According to the Goldwater Institute, all that is racist because it overrules state laws that require courts to give prime consideration to the “best interests of the child,” regardless of whether that means placement with a tribal member or someone else.
Simmons said that ignores a crucial point: The legal status of Native American tribes.
“So it has nothing to do with whether your race is Native American or anything like that,” he said.
“It’s not based on blood quantum,” Simmons continued. “It’s based on who tribal nations, which are considered sovereign nations, nations within a nation in the United States, who they consider to be their citizens.”
That right, he said, was earned by tribes giving up hundreds of millions of acres for protection from the federal government.
Simmons said there was a good reason for Congress to create ICWA.

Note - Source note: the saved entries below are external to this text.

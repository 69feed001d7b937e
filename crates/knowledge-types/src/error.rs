//! Error types shared across the knowledge base crates.

use thiserror::Error;

/// Errors raised while loading or validating shared types.
#[derive(Debug, Error)]
pub enum TypesError {
    /// Configuration error
    #[error("Configuration error: {0}")]
    Config(String),

    /// Invalid input error
    #[error("Invalid input: {0}")]
    InvalidInput(String),
}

“The typical practice prior to ICWA is that large numbers of Native children were being removed, often unnecessarily,” Simmons said. “So Congress stepped in to make sure there was a remedy for those abusive and biased practices, because otherwise we would have even higher numbers of Native children unnecessarily removed and separated from their families and their communities.”
This particular lawsuit was filed against the U.S. Bureau of Indian Affairs in 2015 by the Goldwater Institute on behalf of two children with some Native American blood who, at the time, were at least temporarily placed with non-Indian families where they have lived since they were infants.
It charged that the Indian Child Welfare Act gives tribes pretty much unfettered authority to decide placement of children with some native blood, “even those who have never set foot on a reservation.”
The claim most immediately sought to protect the two children from being taken from their current homes. Other children were subsequently added to the claim.
Meanwhile, the Navajo Nation and the Gila River Indian Community interceded on behalf of the federal government to defend the law.
In an extensive ruling two years ago, U.S. District Court Judge Neil Wake said attorneys for the Goldwater Institute had not proven that any of the children they were claiming to represent actually were harmed because of the ICWA requirements. And Wake said if there is a child who may be in danger, the claim can be dealt with by the state courts that are handling the adoption or foster care proceeding.
That sent the case to the 9th Circuit Court of Appeals. But the judges there decided to sidestep the question, declaring the case moot because the children at issue already had been adopted.
Sandefur conceded the point. But in a bid to keep the case alive, he argued to the U.S. Supreme Court that the couples involved had suffered economic harm, entitling them to pursue their challenge.